> PROMPT:
Copy, from the entries below, each line where the word "value" can be found.

> PROVIDED RECORDS:
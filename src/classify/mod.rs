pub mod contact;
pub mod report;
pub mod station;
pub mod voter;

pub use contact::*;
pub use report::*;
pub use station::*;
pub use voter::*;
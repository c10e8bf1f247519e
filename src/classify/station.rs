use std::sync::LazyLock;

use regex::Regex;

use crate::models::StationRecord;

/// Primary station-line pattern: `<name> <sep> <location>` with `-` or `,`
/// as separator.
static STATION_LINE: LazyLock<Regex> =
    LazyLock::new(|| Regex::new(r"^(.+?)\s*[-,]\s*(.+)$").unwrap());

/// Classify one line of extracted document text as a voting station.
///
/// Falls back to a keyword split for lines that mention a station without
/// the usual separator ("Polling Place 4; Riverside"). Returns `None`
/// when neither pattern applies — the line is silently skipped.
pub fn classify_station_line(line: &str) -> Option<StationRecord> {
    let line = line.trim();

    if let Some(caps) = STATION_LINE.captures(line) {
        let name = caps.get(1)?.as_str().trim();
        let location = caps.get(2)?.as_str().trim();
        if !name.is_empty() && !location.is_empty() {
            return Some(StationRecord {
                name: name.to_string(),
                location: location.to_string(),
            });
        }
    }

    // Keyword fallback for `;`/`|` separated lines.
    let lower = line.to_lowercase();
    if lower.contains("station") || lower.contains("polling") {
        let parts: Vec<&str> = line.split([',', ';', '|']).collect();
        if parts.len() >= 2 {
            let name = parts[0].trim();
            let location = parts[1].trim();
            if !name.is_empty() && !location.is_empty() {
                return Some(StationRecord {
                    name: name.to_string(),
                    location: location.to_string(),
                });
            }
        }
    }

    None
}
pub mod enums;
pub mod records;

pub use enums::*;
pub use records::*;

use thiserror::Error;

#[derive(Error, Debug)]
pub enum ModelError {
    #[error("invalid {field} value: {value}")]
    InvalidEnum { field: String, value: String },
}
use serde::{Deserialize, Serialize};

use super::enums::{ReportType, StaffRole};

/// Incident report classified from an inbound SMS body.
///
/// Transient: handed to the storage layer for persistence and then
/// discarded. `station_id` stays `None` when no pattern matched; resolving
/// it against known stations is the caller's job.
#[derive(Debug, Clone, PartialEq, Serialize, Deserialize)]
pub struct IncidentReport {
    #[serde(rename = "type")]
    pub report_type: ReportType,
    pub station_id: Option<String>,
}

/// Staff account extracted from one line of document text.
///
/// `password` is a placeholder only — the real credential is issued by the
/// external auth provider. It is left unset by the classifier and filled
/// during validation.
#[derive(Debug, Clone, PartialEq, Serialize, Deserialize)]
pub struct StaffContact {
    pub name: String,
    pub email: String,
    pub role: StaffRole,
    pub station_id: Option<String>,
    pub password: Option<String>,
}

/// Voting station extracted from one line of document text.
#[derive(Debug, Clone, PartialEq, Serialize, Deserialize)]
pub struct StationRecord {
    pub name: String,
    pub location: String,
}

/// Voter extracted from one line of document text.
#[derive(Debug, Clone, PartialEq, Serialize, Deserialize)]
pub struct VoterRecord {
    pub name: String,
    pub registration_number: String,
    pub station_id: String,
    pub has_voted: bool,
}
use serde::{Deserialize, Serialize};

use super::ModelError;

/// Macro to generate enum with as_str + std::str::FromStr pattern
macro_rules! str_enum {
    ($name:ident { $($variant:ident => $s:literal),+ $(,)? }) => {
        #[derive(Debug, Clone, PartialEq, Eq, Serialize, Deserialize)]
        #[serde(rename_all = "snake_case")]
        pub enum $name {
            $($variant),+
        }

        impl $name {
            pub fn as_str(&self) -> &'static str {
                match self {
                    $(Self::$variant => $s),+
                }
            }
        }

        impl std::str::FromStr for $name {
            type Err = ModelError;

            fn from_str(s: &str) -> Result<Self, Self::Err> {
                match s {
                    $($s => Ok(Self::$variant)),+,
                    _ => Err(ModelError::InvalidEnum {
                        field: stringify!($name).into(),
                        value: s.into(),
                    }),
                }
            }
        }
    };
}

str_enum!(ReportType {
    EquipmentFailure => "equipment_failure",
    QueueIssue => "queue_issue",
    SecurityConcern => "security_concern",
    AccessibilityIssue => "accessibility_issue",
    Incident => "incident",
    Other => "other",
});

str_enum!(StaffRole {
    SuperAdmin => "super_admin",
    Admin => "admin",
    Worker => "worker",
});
...
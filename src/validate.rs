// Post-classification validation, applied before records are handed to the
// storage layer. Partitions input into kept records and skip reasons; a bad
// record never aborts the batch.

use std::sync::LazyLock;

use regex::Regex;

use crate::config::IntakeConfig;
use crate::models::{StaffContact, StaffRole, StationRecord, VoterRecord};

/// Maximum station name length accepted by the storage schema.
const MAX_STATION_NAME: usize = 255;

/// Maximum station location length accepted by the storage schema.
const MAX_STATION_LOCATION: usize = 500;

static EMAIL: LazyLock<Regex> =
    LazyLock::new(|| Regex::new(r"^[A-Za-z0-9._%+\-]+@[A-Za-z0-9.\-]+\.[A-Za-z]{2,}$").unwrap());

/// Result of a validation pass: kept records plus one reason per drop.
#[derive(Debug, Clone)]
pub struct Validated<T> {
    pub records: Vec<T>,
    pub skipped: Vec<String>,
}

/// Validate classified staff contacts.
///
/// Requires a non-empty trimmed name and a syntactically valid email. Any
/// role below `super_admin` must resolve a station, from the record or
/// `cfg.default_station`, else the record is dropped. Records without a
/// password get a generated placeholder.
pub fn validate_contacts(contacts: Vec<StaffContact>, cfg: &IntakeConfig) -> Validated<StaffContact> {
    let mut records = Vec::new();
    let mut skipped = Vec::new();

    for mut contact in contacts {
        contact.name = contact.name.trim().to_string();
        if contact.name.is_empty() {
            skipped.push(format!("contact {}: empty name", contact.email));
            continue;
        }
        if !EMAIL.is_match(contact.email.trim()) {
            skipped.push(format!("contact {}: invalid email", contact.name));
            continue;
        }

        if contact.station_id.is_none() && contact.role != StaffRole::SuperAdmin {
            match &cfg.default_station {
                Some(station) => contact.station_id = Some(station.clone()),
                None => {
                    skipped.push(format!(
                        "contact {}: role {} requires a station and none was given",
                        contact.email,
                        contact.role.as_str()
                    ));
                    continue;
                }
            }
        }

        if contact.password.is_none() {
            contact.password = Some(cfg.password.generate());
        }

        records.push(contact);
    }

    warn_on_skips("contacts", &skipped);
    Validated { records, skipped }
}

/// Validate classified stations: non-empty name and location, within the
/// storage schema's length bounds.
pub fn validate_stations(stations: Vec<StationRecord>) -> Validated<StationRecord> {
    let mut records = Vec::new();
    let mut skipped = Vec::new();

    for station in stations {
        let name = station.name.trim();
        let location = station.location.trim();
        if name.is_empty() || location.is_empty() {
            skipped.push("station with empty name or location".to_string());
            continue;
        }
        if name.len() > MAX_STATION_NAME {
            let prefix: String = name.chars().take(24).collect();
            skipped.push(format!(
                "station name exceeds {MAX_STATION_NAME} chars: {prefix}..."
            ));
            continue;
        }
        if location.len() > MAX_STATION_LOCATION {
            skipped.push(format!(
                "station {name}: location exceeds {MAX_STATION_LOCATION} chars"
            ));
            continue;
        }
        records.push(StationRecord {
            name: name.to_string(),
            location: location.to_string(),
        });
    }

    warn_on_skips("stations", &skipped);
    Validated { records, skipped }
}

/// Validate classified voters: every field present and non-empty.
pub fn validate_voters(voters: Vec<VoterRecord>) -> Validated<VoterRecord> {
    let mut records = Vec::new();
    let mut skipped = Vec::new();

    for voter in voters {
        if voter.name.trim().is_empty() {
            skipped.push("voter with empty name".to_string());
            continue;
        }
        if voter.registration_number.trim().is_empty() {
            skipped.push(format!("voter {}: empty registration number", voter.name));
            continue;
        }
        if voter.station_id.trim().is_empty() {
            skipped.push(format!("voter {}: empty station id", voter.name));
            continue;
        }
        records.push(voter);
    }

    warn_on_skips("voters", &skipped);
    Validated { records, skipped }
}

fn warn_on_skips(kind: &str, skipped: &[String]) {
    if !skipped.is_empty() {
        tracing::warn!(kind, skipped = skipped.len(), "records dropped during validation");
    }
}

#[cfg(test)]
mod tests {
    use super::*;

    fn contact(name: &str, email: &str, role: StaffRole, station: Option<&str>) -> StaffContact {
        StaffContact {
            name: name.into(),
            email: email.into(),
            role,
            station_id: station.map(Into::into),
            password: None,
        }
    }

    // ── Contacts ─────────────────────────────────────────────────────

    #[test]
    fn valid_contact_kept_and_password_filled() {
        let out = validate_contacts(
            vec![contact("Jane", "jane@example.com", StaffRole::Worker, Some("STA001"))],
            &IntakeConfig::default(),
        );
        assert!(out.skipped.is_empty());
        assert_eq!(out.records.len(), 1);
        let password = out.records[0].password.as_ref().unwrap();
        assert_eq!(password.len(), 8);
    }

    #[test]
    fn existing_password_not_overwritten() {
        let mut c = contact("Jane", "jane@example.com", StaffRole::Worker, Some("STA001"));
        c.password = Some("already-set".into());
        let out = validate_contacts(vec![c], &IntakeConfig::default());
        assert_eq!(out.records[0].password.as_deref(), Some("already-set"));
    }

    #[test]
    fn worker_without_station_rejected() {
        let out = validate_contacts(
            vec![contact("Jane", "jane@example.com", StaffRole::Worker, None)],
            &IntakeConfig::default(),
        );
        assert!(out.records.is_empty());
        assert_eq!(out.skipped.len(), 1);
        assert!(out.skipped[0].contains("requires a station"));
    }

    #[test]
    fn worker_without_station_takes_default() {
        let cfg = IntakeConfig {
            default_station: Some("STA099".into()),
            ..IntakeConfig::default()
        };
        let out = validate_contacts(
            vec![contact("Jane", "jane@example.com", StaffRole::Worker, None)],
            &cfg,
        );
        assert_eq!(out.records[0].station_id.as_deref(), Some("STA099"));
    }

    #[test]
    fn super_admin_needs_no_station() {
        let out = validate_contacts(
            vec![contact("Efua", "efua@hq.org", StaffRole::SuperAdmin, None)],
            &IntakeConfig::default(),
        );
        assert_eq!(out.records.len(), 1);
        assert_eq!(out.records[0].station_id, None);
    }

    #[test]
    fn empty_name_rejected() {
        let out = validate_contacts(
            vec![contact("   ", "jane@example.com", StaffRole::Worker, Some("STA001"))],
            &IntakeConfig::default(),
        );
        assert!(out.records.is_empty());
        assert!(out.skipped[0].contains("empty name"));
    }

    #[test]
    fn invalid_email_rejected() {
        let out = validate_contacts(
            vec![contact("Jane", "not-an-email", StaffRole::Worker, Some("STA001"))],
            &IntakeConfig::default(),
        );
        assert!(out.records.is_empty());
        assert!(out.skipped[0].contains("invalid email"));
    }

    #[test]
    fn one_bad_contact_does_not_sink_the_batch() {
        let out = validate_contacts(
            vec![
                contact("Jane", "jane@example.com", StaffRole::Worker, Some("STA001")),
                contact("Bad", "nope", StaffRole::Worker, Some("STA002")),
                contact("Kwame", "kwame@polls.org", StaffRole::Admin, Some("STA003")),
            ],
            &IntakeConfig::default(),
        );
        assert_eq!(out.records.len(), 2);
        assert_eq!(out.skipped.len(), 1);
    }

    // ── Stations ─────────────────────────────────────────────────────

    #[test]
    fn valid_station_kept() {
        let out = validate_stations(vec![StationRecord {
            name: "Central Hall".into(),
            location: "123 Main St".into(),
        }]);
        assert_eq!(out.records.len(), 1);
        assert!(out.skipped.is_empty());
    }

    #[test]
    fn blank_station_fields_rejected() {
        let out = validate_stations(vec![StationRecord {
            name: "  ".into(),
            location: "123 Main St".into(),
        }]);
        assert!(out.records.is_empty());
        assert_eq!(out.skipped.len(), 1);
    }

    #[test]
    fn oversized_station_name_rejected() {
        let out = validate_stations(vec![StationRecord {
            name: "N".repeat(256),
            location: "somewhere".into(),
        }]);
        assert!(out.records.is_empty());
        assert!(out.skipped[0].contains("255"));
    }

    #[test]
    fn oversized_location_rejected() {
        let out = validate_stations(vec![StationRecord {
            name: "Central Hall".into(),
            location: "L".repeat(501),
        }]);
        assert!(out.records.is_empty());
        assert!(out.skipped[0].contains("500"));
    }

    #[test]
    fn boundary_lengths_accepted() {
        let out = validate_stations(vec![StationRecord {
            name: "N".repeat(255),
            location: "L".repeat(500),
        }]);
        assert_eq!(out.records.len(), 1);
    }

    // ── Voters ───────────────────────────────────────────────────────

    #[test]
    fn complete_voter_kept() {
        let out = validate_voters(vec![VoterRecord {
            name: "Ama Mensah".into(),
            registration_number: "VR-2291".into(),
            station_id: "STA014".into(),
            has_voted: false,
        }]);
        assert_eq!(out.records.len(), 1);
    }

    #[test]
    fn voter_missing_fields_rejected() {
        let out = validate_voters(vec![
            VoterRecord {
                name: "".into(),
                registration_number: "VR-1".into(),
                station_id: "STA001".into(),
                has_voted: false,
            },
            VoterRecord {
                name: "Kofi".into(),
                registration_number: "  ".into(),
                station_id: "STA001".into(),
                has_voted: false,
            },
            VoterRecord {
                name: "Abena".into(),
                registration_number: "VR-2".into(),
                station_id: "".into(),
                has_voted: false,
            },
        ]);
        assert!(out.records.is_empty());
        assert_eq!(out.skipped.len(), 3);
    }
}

> OUTPUT BELOW:
    #[error("invalid {field} value: {value}")]
    InvalidEnum { field: String, value: String },
                        value: s.into(),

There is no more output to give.